The little man beamed at her. Then he took off his spectacles, wiped them, and clapped them into place again. “You see, Polly,” he said deliberately, “it was impossible to see your mother and not love her. She has had—well, there, child, I cannot bear to talk about it,” and he walked to the window, blew his nose violently on an immense pocket-handkerchief, leaving the words poised in mid-air.
“It was the greatest trial of my life that I couldn’t show her then when she was struggling so bravely to keep the wolf from the door, how I felt. But my hands were tied, child,” he added, coming back, his usual self again. “Now I can make her, she says, happy, that is, if you children like it. Just think, Polly, she said happy! It’s stupendous, but she said so, Polly, she really did!”
He folded his hands and looked at her in astonishment, behind which shone an intense gratification, that lighted up his plain little face till he seemed to grow younger every instant.
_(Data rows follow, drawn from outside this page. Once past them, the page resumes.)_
// SPDX-License-Identifier: BUSL-1.1
// Copyright (c) 2026 Alfred Jean LLC

//! Fake cleanup for testing
#![cfg_attr(coverage_nightly, coverage(off))]

use std::fmt::Debug;
use std::sync::{Arc, Mutex};
use tether_core::{Cleanup, CleanupError};

/// Recorded cleanup call
#[derive(Debug, Clone, PartialEq, Eq)]
pub struct CleanupCall {
    pub target: String,
    pub failed: bool,
}

/// Cleanup that records every call and fails for configured targets
#[derive(Clone, Default)]
pub struct FakeCleanup {
    failing: Arc<Mutex<Vec<String>>>,
    calls: Arc<Mutex<Vec<CleanupCall>>>,
}

impl FakeCleanup {
    pub fn new() -> Self {
        Self::default()
    }

    /// Fail cleanup of targets whose `Debug` rendering equals `target`
    pub fn fail_on(&self, target: impl Into<String>) {
        self.failing
            .lock()
            .unwrap_or_else(|e| e.into_inner())
            .push(target.into());
    }

    pub fn calls(&self) -> Vec<CleanupCall> {
        self.calls.lock().unwrap_or_else(|e| e.into_inner()).clone()
    }

    /// Rendered targets cleaned so far, in order
    pub fn cleaned(&self) -> Vec<String> {
        self.calls().into_iter().map(|c| c.target).collect()
    }
}

impl<T: Debug> Cleanup<T> for FakeCleanup {
    fn name(&self) -> &str {
        "fake"
    }

    fn cleanup(&self, target: &T) -> Result<(), CleanupError> {
        let rendered = format!("{:?}", target);
        let failed = self
            .failing
            .lock()
            .unwrap_or_else(|e| e.into_inner())
            .contains(&rendered);
        self.calls
            .lock()
            .unwrap_or_else(|e| e.into_inner())
            .push(CleanupCall {
                target: rendered.clone(),
                failed,
            });
        if failed {
            Err(CleanupError::new(format!("fake cleanup refused {}", rendered)))
        } else {
            Ok(())
        }
    }
}
// SPDX-License-Identifier: BUSL-1.1
// Copyright (c) 2026 Alfred Jean LLC

//! Event routing and the in-memory diagnostic trail
//!
//! - `EventBus` - Route events to subscribers by name pattern
//! - `EventLog` - Bounded trail of recent events (retries, timeouts, cleanup failures)
//! - `EventPattern` - Glob matching over `:`-separated event names

mod bus;
mod log;
mod subscription;

pub use bus::{EventBus, EventReceiver, EventSender};
pub use log::{EventLog, EventRecord};
pub use subscription::{EventPattern, SubscriberId, Subscription};
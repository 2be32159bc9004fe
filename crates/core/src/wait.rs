// SPDX-License-Identifier: BUSL-1.1
// Copyright (c) 2026 Alfred Jean LLC

//! Future returned by `wait_for_bind`

use crate::error::RefError;
use std::future::Future;
use std::pin::Pin;
use std::task::{Context, Poll};
use tokio::sync::oneshot;

enum State<T> {
    /// Slot was already bound when the wait was registered
    Ready(Option<T>),
    Pending(oneshot::Receiver<T>),
}

/// Resolves with the bound handle
///
/// When the slot is already bound the first poll returns `Ready`, so the
/// fast path never yields to the scheduler. A pending wait resolves with
/// `WaitCancelled` if its slot rejects outstanding waiters.
pub struct WaitForBind<T> {
    slot: String,
    state: State<T>,
}

// The handle is moved out, never pinned in place.
impl<T> Unpin for WaitForBind<T> {}

impl<T> WaitForBind<T> {
    pub(crate) fn ready(slot: &str, target: T) -> Self {
        Self {
            slot: slot.to_string(),
            state: State::Ready(Some(target)),
        }
    }

    pub(crate) fn pending(slot: &str, rx: oneshot::Receiver<T>) -> Self {
        Self {
            slot: slot.to_string(),
            state: State::Pending(rx),
        }
    }

    pub fn slot(&self) -> &str {
        &self.slot
    }

    /// Whether the slot was bound at registration time
    pub fn is_ready(&self) -> bool {
        matches!(self.state, State::Ready(Some(_)))
    }
}

impl<T> Future for WaitForBind<T> {
    type Output = Result<T, RefError>;

    fn poll(self: Pin<&mut Self>, cx: &mut Context<'_>) -> Poll<Self::Output> {
        let this = self.get_mut();
        match &mut this.state {
            State::Ready(target) => match target.take() {
                Some(target) => Poll::Ready(Ok(target)),
                None => Poll::Ready(Err(RefError::WaitCancelled {
                    slot: this.slot.clone(),
                })),
            },
            State::Pending(rx) => Pin::new(rx).poll(cx).map(|res| {
                res.map_err(|_| RefError::WaitCancelled {
                    slot: this.slot.clone(),
                })
            }),
        }
    }
}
“Indeed she did!” repeated Polly like a bird, and laughing merrily. “Oh, Papa Fisher! you ought to hear Mamsie sing. She doesn’t know I’m hearing her, but she sings at her work now.”
“Does she?” cried the doctor radiantly. “Well, Polly, we must see that she sings every day, after this.”
“Yes, let us,” cried Polly, clasping his hand; “we will.”
“And,” proceeded the doctor, “after the wedding is over—I It really dread the wedding, Polly—but after that is over, I do believe we shall all be comfortable together!”
Polly gave a little cry of delight. Then she said, “You needn’t dread the wedding one bit, Papa Fisher. There will be only the people that we love, and who love us—Grandpapa promised that.”
“But that will make it very big,” said Dr. Fisher, with round eyes and a small shiver he could not suppress.
“Oh, no!” said Polly cheerily, “sixty-five friends; that’s all we are going to ask; Mamsie and I made out the list last night.”
“Sixty-five people!” exclaimed Dr. Fisher in dismay. “Oh! isn’t is possible to be married without sixty-five friends to stare at you?”